You want to control your diabetes as much as possible. You wouldn't be reading this if you didn't.
So you regularly check your A1C level. This is the best measurement of our blood glucose control that we have now. It tells us what percentage of our hemoglobin -- the protein in our red blood cells that carry oxygen -- has glucose sticking to it. The less glucose that remains in our bloodstream rather than going to work in the cells that need it the better we feel now and the better our health will continue to be.
As we are able to control our diabetes better and better, the reasonable goal is to bring our A1C levels down to normal -- the A1C level that people who don't have diabetes have. But before we can even set that goal, we have to know what the target is.
The trouble with setting that target is that different experts tell us that quite different A1C levels are "normal." They tell us that different levels are normal -- but I have never heard of actual studies of normal A1C levels among people without diabetes -- until now.
The major laboratories that test our levels often say that the normal range is 4.0 to 6.0. They base that range on an old standard chemistry text, Tietz Fundamentals of Clinical Chemistry.
The Diabetes Control and Complications Trial or DCCT, one of the two largest and most important studies of people with diabetes, said that 6.0 was a normal level. But the other key study, the United Kingdom Prospective Diabetes Study or UKPDS, which compared conventional and intensive therapy in more than 5,000 newly diagnosed people with type 2 diabetes, said that 6.2 is the normal level.

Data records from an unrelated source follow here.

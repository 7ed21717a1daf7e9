//! Health Routes
//!
//! Health check endpoints for monitoring and Kubernetes probes.
//!
//! - GET /health/live - Liveness probe (process is alive)
//! - GET /health/ready - Readiness probe (data source reachable)
//! - GET /health - Full health status

use axum::{extract::State, http::StatusCode, Json};
use std::sync::Arc;

use crate::api::dto::HealthResponse;
use crate::api::state::AppState;

/// GET /health/live
///
/// Returns 200 if the process is alive, no dependency checks.
pub async fn liveness() -> StatusCode {
    StatusCode::OK
}

/// GET /health/ready
///
/// Returns 200 if the data source answers its health check.
pub async fn readiness(State(state): State<Arc<AppState>>) -> StatusCode {
    match check_source_health(&state).await {
        true => StatusCode::OK,
        false => StatusCode::SERVICE_UNAVAILABLE,
    }
}

/// GET /health
///
/// Full health status with component details. The page itself still
/// renders while the source is down, so that is reported as degraded.
pub async fn full_health(State(state): State<Arc<AppState>>) -> Json<HealthResponse> {
    let source_ok = check_source_health(&state).await;

    Json(HealthResponse {
        status: if source_ok { "healthy" } else { "degraded" }.to_string(),
        source: state.source.name().to_string(),
        source_status: if source_ok { "ok" } else { "error" }.to_string(),
        uptime_seconds: state.uptime_seconds(),
        version: env!("CARGO_PKG_VERSION").to_string(),
    })
}

async fn check_source_health(state: &AppState) -> bool {
    match state.source.health_check().await {
        Ok(()) => true,
        Err(e) => {
            tracing::warn!(source = state.source.name(), error = %e, "Data source health check failed");
            false
        }
    }
}
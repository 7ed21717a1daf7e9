//! File-backed data source
//!
//! Re-reads the file on every call so a running dashboard picks up edits.

use async_trait::async_trait;
use std::path::PathBuf;

use super::{AnalyticsSource, SourceError};
use crate::catalog::Selection;
use crate::response::AnalyticsResponse;

/// Serves a canned JSON response from disk
pub struct FixtureAnalyticsSource {
    path: PathBuf,
}

impl FixtureAnalyticsSource {
    pub fn new(path: impl Into<PathBuf>) -> Self {
        Self { path: path.into() }
    }
}

#[async_trait]
impl AnalyticsSource for FixtureAnalyticsSource {
    fn name(&self) -> &str {
        "fixture"
    }

    async fn get_data(&self, selection: &Selection) -> Result<AnalyticsResponse, SourceError> {
        let body = tokio::fs::read_to_string(&self.path)
            .await
            .map_err(|error| SourceError::Fixture {
                path: self.path.clone(),
                error,
            })?;

        tracing::debug!(path = ?self.path, selection = %selection, "Serving fixture response");
        Ok(AnalyticsResponse::from_json_str(&body)?)
    }

    async fn health_check(&self) -> Result<(), SourceError> {
        tokio::fs::metadata(&self.path)
            .await
            .map(|_| ())
            .map_err(|error| SourceError::Fixture {
                path: self.path.clone(),
                error,
            })
    }
}
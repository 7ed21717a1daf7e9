//! Page Rendering
//!
//! Turns a `RenderPlan` into output:
//! - `render_page`: the full self-contained dashboard page (inline CSS)
//! - `render_text`: a plain-text rendering for the terminal

mod html;
mod text;

pub use html::{render_page, Banner, PageView};
pub use text::render_text;

/// Shown when the action runs with nothing selected
pub const EMPTY_SELECTION_MESSAGE: &str = "🚨 Please select at least one content type to analyze!";

/// Shown when the data service call fails
pub const FETCH_FAILED_MESSAGE: &str =
    "⚠️ Unable to generate insights right now. Please try again in a moment.";
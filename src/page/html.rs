//! HTML page generation
//!
//! Renders the whole dashboard as one self-contained document with `maud`.
//! Text spliced into the markup is escaped by `maud`; only the inline CSS and
//! script go in as `PreEscaped`.

use maud::{html, Markup, PreEscaped, DOCTYPE};

use crate::catalog::{Category, Selector};
use crate::dispatch::{DisplayItem, EntryGroup, RenderPlan, SectionBlock, Tone};
use crate::response::SectionKind;

/// A message shown above the results
#[derive(Debug, Clone, PartialEq, Eq)]
pub enum Banner {
    /// Blocks the cycle (validation or fetch failure)
    Error(String),
}

/// Everything the page needs for one render
pub struct PageView<'a> {
    pub title: &'a str,
    pub footer: &'a str,
    pub selector: &'a Selector,
    pub banner: Option<Banner>,
    pub plan: Option<&'a RenderPlan>,
}

/// Render the full page
pub fn render_page(view: &PageView<'_>) -> String {
    page_markup(view).into_string()
}

fn page_markup(view: &PageView<'_>) -> Markup {
    html! {
        (DOCTYPE)
        html lang="en" {
            head {
                meta charset="UTF-8";
                meta name="viewport" content="width=device-width, initial-scale=1.0";
                title { (view.title) }
                style { (PreEscaped(inline_css())) }
            }
            body {
                main.main {
                    h1 { "📊 " (view.title) }
                    (render_selector(view.selector))
                    @if let Some(banner) = &view.banner {
                        (render_banner(banner))
                    }
                    @if let Some(plan) = view.plan {
                        @for block in &plan.sections {
                            (render_section(block))
                        }
                    }
                }
                footer.footer { (view.footer) }
                script { (PreEscaped(inline_javascript())) }
            }
        }
    }
}

fn render_selector(selector: &Selector) -> Markup {
    html! {
        form.selector method="post" action="/" {
            h3 { "🎯 Select Content Types" }
            div.options {
                @for category in Category::all() {
                    label.option {
                        input type="checkbox" name=(category.key()) value="on" checked[selector.is_checked(*category)];
                        " " (category.icon()) " " (category.label())
                    }
                }
            }
            button.action type="submit" { "Generate Insights 🚀" }
            p.busy hidden { "Generating insights…" }
        }
    }
}

fn render_banner(banner: &Banner) -> Markup {
    match banner {
        Banner::Error(message) => html! {
            div.alert.alert-error role="alert" { (message) }
        },
    }
}

fn render_section(block: &SectionBlock) -> Markup {
    html! {
        section class={ "section section-" (block.kind.key()) } {
            h2 { (block.icon) " " (block.heading) }
            @match block.kind {
                SectionKind::Metrics => {
                    @for row in block.rows() {
                        div.metric-row {
                            @for group in row {
                                (render_metric_card(group))
                            }
                        }
                    }
                }
                kind => {
                    @for group in &block.groups {
                        (render_expander(kind, group))
                    }
                }
            }
        }
    }
}

fn render_metric_card(group: &EntryGroup) -> Markup {
    html! {
        div.metric-card {
            div.metric-container { h3 { (group.title) } }
            @for item in &group.items {
                div.metric {
                    div.metric-label { (item.label.as_deref().unwrap_or_default()) }
                    div.metric-value { (item.value) }
                }
            }
        }
    }
}

fn render_expander(kind: SectionKind, group: &EntryGroup) -> Markup {
    let icon = match kind {
        SectionKind::Insights => "📊 ",
        SectionKind::Recommendations => "💡 ",
        _ => "",
    };

    html! {
        details.expander open {
            summary { (icon) (group.title) }
            @for item in &group.items {
                (render_callout(item))
            }
        }
    }
}

fn render_callout(item: &DisplayItem) -> Markup {
    let tone = match item.tone {
        Tone::Metric => "metric",
        Tone::Info => "info",
        Tone::Warning => "warning",
        Tone::Success => "success",
    };

    html! {
        div class={ "callout callout-" (tone) } {
            @if let Some(label) = &item.label {
                strong { (label) } ": "
            }
            (item.value)
        }
    }
}

fn inline_css() -> &'static str {
    r#"
body { font-family: -apple-system, "Segoe UI", Roboto, sans-serif; margin: 0; background: #fdfdfd; color: #1f2937; }
.main { max-width: 960px; margin: 0 auto; padding: 2rem; }
h1 { color: #1e3d59; font-size: 2.5rem; font-weight: 700; margin-bottom: 2rem; text-align: center; }
h2 { color: #2d4059; font-size: 1.8rem; font-weight: 600; margin-top: 2rem; }
h3 { color: #2d4059; font-size: 1.4rem; font-weight: 500; }
.options { display: grid; grid-template-columns: repeat(3, 1fr); gap: 1rem; margin: 1rem 0; }
.option { font-size: 1.1rem; padding: 0.5rem; border-radius: 8px; cursor: pointer; }
.option:hover { background: #f8f9fa; }
.action { width: 100%; background: #1e3d59; color: #fff; border: none; border-radius: 8px; padding: 0.5rem 1rem; font-size: 1rem; cursor: pointer; }
.action:hover { background: #2d4059; }
.action:disabled { opacity: 0.6; cursor: wait; }
.alert { margin: 1rem 0; padding: 1rem; border-radius: 8px; }
.alert-error { background: #fdecea; color: #8a1c1c; }
.metric-row { display: grid; grid-template-columns: repeat(3, 1fr); gap: 1rem; }
.metric-container { background: #f8f9fa; border-radius: 8px; padding: 1rem; margin: 0.5rem 0; }
.metric { margin: 0.5rem 0; }
.metric-label { color: #6b7280; font-size: 0.9rem; }
.metric-value { font-size: 1.8rem; font-weight: 600; }
.expander { background: #fff; border: 1px solid #e5e7eb; border-radius: 8px; padding: 0.5rem 1rem; margin: 0.75rem 0; }
.expander summary { cursor: pointer; font-weight: 600; padding: 0.5rem 0; }
.callout { border-radius: 6px; padding: 0.75rem 1rem; margin: 0.5rem 0; }
.callout-info { background: #e8f1fb; }
.callout-warning { background: #fff6e0; }
.callout-success { background: #e7f6ec; }
.footer { text-align: center; color: #666; padding: 20px; }
"#
}

fn inline_javascript() -> &'static str {
    r#"
document.querySelector('form.selector').addEventListener('submit', function () {
    this.querySelector('button.action').disabled = true;
    this.querySelector('.busy').hidden = false;
});
"#
}

#[cfg(test)]
mod tests {
    use super::*;
    use crate::catalog::Selection;
    use crate::dispatch::{dispatch, DispatchOptions};
    use crate::page::EMPTY_SELECTION_MESSAGE;
    use crate::response::AnalyticsResponse;
    use serde_json::json;

    fn plan_for(labels: &[&str], value: serde_json::Value) -> RenderPlan {
        let selection = Selection::from_labels(labels).unwrap();
        let response = AnalyticsResponse::from_value(value).unwrap();
        dispatch(&selection, &response, &DispatchOptions::default())
    }

    fn page(selector: &Selector, banner: Option<Banner>, plan: Option<&RenderPlan>) -> String {
        render_page(&PageView {
            title: "Social Media Performance Dashboard",
            footer: "footer text",
            selector,
            banner,
            plan,
        })
    }

    #[test]
    fn test_blank_page_has_all_options() {
        let html = page(&Selector::new(), None, None);

        for category in Category::all() {
            assert!(html.contains(&format!(r#"name="{}""#, category.key())));
        }
        assert!(html.contains("Generate Insights 🚀"));
        assert!(!html.contains(" checked"));
        assert!(!html.contains("<section"));
    }

    #[test]
    fn test_checked_state_is_kept() {
        let mut selector = Selector::new();
        selector.set(Category::Reels, true);
        let html = page(&selector, None, None);

        assert!(html.contains(r#"name="reels" value="on" checked"#));
        assert!(html.contains(r#"name="text" value="on">"#));
    }

    #[test]
    fn test_error_banner() {
        let html = page(
            &Selector::new(),
            Some(Banner::Error(EMPTY_SELECTION_MESSAGE.to_string())),
            None,
        );
        assert!(html.contains("alert-error"));
        assert!(html.contains("Please select at least one content type to analyze!"));
    }

    #[test]
    fn test_metrics_and_callouts() {
        let plan = plan_for(
            &["Image", "Video"],
            json!({
                "metrics": {"image": {"engagement_rate": 12.345}},
                "recommendations": {"video": ["Post more reels", "Use trending audio"]}
            }),
        );
        let selector = Selector::from_selection(&plan.selection);
        let html = page(&selector, None, Some(&plan));

        assert!(html.contains("📈 Performance Metrics"));
        assert!(html.contains(r#"<div class="metric-label">Engagement Rate</div><div class="metric-value">12.35</div>"#));
        assert!(html.contains("💡 Video Recommendations"));
        assert!(html.contains(r#"<div class="callout callout-success">Post more reels</div>"#));
        assert!(html.contains(r#"<div class="callout callout-success">Use trending audio</div>"#));
        assert!(!html.contains("Comparative Analysis"));
    }

    #[test]
    fn test_service_text_is_escaped() {
        let plan = plan_for(
            &["Text"],
            json!({"insights": {"text": {"hook": "<script>alert('x')</script> & more"}}}),
        );
        let html = page(&Selector::new(), None, Some(&plan));

        assert!(html.contains("&lt;script&gt;alert('x')&lt;/script&gt; &amp; more"));
        assert!(!html.contains("<script>alert"));
    }

    #[test]
    fn test_page_chrome_is_escaped() {
        let html = render_page(&PageView {
            title: "Ads & <Organic>",
            footer: "<b>team</b>",
            selector: &Selector::new(),
            banner: Some(Banner::Error("<img src=x>".to_string())),
            plan: None,
        });

        assert!(html.starts_with("<!DOCTYPE html>"));
        assert!(html.contains("<title>Ads &amp; &lt;Organic&gt;</title>"));
        assert!(html.contains("&lt;b&gt;team&lt;/b&gt;"));
        assert!(html.contains(r#"role="alert">&lt;img src=x&gt;</div>"#));
        assert!(!html.contains("<img"));
    }

    #[test]
    fn test_metric_rows() {
        let plan = plan_for(
            &["Text", "Image", "Video", "Reels"],
            json!({"metrics": {
                "text": {"a": 1}, "image": {"a": 1}, "video": {"a": 1}, "reels": {"a": 1}
            }}),
        );
        let html = page(&Selector::new(), None, Some(&plan));
        assert_eq!(html.matches(r#"<div class="metric-row">"#).count(), 2);
        assert_eq!(html.matches(r#"<div class="metric-card">"#).count(), 4);
    }
}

Those levels, while unsubstantiated, are close. But then comes along one of my heroes, Dr. Richard K. Bernstein, the author of the key text of very low-carb eating for people with diabetes, Dr. Bernstein's Diabetes Solution. Dr. Bernstein himself developed type 1 diabetes in 1946 at the age of 12.
"For my patients...a truly normal HgbA1C ranges from 4.2 percent to 4.6 percent," he writes on page 54 of the third edition of that book. "Mine is consistently 4.5 percent." Then in his July 30, 2008, telecast he reiterated that as far as he has been able to determine, a normal A1C is 4.2 to 4.6.
What Dr. Bernstein says is normal is so at odds with the other experts that at least a year ago I determined to find scientific proof of what a normal A1C level actually is. It turned out to be a lot more difficult to find than I ever imagined.
My personal quest for a normal A1C level and that of my favorite Certified Diabetes Educator drove that search.
When I learned in 1994 that I had diabetes and that my A1C level was 14.4, I was gradually able to bring it way down. Lately I have been doing everything I can think of to try to get my A1C down to normal. But in 2008 my level in nine separate A1C tests always ranged from 5.2 to 5.6. That's far from normal, according to Dr. Bernstein.
My favorite Certified Diabetes Educator is also doing everything she can to get a normal A1C level. And she doesn't even have diabetes -- which she double-checked by taking a glucose tolerance test -- but her most recent A1C was 5.4.